Deupi bezeichnet sich selbst als «Heavy User» des leistungsfähigen Merlin-Rechners am PSI und des Supercomputers in Lugano. Für ein Experiment setzt er Hunderte Prozessoren ein, die Hunderte Stunden laufen, manchmal sogar mehrere Monate. Doch das ist immer noch nicht genug. Trotz der langen Rechenzeit kann Deupi nur Veränderungen an Proteinen simulieren, die wenige Mikrosekunden dauern. Doch wenn sich ein Molekül an ein Protein bindet, dauert das mindestens Millisekunden. Etwa ein Drittel aller Medikamente bindet an die Proteine, die Deupi untersucht.
Könnte man den kompletten Vorgang wie in einem dreidimensionalen Video beobachten, wäre das für die Entwicklung solcher Medikamente ein Durchbruch. Doch selbst die stärksten Computer sind dazu noch nicht in der Lage.

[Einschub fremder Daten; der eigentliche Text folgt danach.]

//! Syntactic validation of long URLs.
//!
//! This is a pattern check only: no DNS lookup or request is made, so a
//! passing URL may still be unreachable.

use regex::Regex;
use std::sync::LazyLock;

/// Compiled pattern for accepted long URLs.
///
/// Optional `http`/`https` scheme, a dotted hostname ending in an alphabetic
/// label of at least two letters or an IPv4 literal, then optional port, path,
/// query and fragment. ASCII only, case-insensitive.
static URL_REGEX: LazyLock<Regex> = LazyLock::new(|| {
    Regex::new(concat!(
        r"(?i-u)^(https?://)?",
        r"((([a-z0-9]([a-z0-9-]*[a-z0-9])*)\.)+[a-z]{2,}",
        r"|(([0-9]{1,3}\.){3}[0-9]{1,3}))",
        r"(:[0-9]+)?",
        r"(/[-a-z0-9%_.~+]*)*",
        r"(\?[-;&a-z0-9%_.~+=]*)?",
        r"(#[-a-z0-9_]*)?$",
    ))
    .expect("URL pattern must compile")
});

/// Returns true if `candidate` looks like a web address worth shortening.
///
/// # Examples
///
/// ```ignore
/// assert!(is_valid_url("https://example.com/a?b=1"));
/// assert!(is_valid_url("example.com"));
/// assert!(!is_valid_url("ftp://example.com"));
/// ```
pub fn is_valid_url(candidate: &str) -> bool {
    URL_REGEX.is_match(candidate)
}

#[cfg(test)]
mod tests {
    use super::*;

    #[test]
    fn test_accepts_plain_http_and_https() {
        assert!(is_valid_url("http://example.com"));
        assert!(is_valid_url("https://example.com"));
        assert!(is_valid_url("https://www.rust-lang.org"));
    }

    #[test]
    fn test_accepts_path_query_and_fragment() {
        assert!(is_valid_url("https://example.com/a?b=1"));
        assert!(is_valid_url("https://example.com/docs/page.html"));
        assert!(is_valid_url("https://example.com/search?q=rust&lang=en"));
        assert!(is_valid_url("https://example.com/page#section_2"));
        assert!(is_valid_url("https://example.com/a%20b/~user/"));
    }

    #[test]
    fn test_accepts_port() {
        assert!(is_valid_url("http://example.com:8080/path"));
    }

    #[test]
    fn test_accepts_ipv4_literal() {
        assert!(is_valid_url("http://192.168.1.1"));
        assert!(is_valid_url("http://10.0.0.1:3000/health"));
    }

    #[test]
    fn test_is_case_insensitive() {
        assert!(is_valid_url("HTTPS://EXAMPLE.COM/Path"));
        assert!(is_valid_url("Http://Example.Org"));
    }

    #[test]
    fn test_accepts_scheme_less_hostname() {
        assert!(is_valid_url("example.com"));
        assert!(is_valid_url("sub.example.co.uk/path"));
    }

    #[test]
    fn test_rejects_empty_and_garbage() {
        assert!(!is_valid_url(""));
        assert!(!is_valid_url("not a url"));
        assert!(!is_valid_url("not-a-url"));
        assert!(!is_valid_url("https://"));
    }

    #[test]
    fn test_rejects_other_schemes() {
        assert!(!is_valid_url("ftp://x"));
        assert!(!is_valid_url("ftp://example.com/file"));
        assert!(!is_valid_url("javascript:alert(1)"));
        assert!(!is_valid_url("htp://example.com"));
    }

    #[test]
    fn test_rejects_hostname_without_top_level_label() {
        assert!(!is_valid_url("http://localhost"));
        assert!(!is_valid_url("http://localhost:3000"));
        assert!(!is_valid_url("http://example.c"));
        assert!(!is_valid_url("http://example.123"));
    }

    #[test]
    fn test_rejects_bad_hyphen_placement() {
        assert!(!is_valid_url("http://-example.com"));
        assert!(!is_valid_url("http://example-.com"));
    }

    #[test]
    fn test_rejects_characters_outside_allowed_sets() {
        assert!(!is_valid_url("https://example.com/a b"));
        assert!(!is_valid_url("https://example.com/?q=<script>"));
        assert!(!is_valid_url("https://exämple.com"));
    }
}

Aber warum so kompliziert, wenn es auch einfach geht? Diese Frage stellen sich viele, seit Google mit AlphaFold eine Software vorgestellt hat, die mit künstlicher Intelligenz Modelle von solchen Proteinen schneller und genauer berechnet. Man gibt nur noch die Sequenz ein und AlphaFold spuckt die Struktur aus. «AlphaFold ist extrem gut», lobt Deupi. Das Ende der strukturellen Biologie, das manche schon prophezeien, sei aber damit nicht in Sicht. Und um seinen Arbeitsplatz mache er sich auch keine Sorgen. Denn erstens sagt der Google- Algorithmus nicht die ganze Struktur eines Proteins voraus und zweitens kann man aus der Struktur nicht einfach auf die Funktion des Proteins schliessen. «AlphaFold trifft keine Aussage, wie sich Proteine bewegen.» Genau dafür brauche es weiterhin Grossforschungsanlagen wie die SLS und den SwissFEL. «AlphaFold ersetzt diese Maschinen nicht, sie ergänzen sich vielmehr.»